### AIM OF THE EXERCISE
What is the number of lines below that contain the word "usize"? Give only that number.

### SUPPLIED DATA
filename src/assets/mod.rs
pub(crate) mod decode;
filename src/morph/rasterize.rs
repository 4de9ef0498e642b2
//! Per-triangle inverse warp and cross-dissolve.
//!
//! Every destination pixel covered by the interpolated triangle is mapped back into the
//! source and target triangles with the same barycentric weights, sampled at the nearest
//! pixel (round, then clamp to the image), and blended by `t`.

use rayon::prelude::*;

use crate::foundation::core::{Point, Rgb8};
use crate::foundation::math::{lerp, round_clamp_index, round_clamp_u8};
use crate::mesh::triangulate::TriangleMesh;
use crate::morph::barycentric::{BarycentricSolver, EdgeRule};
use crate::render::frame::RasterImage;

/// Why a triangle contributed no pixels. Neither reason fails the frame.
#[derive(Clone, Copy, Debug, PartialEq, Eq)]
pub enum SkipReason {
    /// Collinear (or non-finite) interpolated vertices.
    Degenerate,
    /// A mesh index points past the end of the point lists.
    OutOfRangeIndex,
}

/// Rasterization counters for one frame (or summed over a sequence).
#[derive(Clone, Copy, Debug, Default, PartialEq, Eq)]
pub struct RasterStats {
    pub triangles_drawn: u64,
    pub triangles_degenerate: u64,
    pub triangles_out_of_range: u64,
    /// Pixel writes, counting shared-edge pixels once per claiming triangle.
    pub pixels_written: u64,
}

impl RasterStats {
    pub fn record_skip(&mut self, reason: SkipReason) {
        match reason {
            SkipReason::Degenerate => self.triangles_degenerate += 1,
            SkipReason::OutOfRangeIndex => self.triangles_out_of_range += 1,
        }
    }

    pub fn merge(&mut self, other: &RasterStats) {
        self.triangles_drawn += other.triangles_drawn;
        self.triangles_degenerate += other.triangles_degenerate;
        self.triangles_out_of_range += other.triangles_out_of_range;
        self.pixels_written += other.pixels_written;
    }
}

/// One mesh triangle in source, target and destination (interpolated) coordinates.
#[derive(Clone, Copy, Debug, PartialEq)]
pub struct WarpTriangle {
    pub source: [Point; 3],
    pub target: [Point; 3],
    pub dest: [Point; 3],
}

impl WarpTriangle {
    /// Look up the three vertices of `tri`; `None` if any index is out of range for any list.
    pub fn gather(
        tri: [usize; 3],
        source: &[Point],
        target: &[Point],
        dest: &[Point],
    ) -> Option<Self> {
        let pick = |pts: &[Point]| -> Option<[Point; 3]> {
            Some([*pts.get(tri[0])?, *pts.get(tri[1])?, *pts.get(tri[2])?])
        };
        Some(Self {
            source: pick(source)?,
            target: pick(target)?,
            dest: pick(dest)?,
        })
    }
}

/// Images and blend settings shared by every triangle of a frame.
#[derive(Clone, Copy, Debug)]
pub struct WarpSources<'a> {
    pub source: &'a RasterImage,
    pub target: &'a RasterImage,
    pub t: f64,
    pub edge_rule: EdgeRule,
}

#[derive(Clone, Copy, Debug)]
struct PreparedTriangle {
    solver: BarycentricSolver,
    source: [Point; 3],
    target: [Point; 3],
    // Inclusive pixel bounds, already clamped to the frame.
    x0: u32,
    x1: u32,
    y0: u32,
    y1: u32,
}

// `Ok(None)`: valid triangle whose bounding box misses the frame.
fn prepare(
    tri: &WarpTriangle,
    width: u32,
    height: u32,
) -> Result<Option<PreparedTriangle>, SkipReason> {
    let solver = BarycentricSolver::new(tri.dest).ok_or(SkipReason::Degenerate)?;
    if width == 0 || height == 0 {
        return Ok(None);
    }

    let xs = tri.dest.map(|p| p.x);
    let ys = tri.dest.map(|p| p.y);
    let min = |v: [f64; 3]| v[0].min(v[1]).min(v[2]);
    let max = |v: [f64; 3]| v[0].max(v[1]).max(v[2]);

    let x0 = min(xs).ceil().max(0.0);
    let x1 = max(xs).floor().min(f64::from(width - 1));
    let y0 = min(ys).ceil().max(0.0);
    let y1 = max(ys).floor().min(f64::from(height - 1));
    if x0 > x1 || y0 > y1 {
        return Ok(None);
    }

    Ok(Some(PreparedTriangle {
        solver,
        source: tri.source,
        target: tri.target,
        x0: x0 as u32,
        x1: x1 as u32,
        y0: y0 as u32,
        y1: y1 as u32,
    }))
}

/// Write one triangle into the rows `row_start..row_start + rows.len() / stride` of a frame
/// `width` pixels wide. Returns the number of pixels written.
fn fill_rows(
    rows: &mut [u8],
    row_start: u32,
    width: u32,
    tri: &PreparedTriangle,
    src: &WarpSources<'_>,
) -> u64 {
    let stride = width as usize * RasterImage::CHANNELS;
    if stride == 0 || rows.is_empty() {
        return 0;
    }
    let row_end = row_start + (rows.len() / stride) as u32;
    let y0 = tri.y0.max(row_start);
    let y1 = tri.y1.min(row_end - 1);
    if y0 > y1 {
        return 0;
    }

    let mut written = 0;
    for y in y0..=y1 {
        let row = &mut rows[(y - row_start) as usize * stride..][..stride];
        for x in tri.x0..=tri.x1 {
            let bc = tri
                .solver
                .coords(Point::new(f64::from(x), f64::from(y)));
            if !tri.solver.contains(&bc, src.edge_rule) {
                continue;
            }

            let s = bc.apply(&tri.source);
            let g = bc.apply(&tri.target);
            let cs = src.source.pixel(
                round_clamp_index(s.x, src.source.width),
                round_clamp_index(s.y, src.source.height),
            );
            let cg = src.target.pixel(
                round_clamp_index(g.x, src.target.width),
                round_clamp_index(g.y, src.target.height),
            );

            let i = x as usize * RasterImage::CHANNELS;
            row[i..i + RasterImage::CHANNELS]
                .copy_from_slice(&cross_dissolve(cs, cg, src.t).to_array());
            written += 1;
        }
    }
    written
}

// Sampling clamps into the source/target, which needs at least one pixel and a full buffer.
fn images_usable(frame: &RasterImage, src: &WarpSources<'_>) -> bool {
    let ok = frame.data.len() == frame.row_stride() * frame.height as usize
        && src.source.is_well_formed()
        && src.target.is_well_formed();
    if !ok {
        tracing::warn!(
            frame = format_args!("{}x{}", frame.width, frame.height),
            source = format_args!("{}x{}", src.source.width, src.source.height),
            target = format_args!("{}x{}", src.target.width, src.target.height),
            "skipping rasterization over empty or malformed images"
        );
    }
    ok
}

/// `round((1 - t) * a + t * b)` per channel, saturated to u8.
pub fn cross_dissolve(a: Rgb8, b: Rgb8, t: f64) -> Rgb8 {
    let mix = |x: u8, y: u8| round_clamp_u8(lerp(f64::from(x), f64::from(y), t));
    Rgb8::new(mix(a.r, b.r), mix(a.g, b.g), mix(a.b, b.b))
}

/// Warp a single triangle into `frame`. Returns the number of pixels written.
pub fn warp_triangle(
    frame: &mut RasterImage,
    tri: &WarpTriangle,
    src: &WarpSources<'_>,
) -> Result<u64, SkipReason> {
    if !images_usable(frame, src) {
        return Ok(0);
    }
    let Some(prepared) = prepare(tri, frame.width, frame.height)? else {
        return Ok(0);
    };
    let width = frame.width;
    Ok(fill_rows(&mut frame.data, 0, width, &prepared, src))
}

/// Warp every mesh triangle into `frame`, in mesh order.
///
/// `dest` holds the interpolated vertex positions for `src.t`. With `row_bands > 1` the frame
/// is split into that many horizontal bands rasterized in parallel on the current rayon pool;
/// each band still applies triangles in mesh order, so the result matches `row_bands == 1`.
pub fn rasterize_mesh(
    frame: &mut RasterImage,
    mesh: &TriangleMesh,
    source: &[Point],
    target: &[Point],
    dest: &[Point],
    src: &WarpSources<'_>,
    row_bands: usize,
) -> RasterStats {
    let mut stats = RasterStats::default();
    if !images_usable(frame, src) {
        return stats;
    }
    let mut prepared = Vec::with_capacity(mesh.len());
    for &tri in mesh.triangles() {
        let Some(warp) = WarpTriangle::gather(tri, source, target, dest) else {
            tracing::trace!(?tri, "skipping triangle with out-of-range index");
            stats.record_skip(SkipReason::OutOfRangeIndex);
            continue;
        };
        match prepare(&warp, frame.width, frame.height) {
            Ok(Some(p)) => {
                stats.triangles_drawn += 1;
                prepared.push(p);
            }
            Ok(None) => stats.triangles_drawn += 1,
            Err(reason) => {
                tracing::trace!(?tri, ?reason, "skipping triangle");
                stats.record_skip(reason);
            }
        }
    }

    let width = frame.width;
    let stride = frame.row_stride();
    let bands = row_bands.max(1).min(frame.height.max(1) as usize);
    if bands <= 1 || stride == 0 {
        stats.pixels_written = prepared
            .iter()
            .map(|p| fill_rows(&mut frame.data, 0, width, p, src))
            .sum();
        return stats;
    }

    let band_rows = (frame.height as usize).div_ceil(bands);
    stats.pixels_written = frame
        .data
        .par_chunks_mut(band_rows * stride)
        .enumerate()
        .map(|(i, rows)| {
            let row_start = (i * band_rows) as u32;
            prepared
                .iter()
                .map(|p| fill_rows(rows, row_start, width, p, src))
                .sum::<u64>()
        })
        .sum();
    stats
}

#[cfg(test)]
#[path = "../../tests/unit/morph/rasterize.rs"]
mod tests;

### TASK RESPONSE
8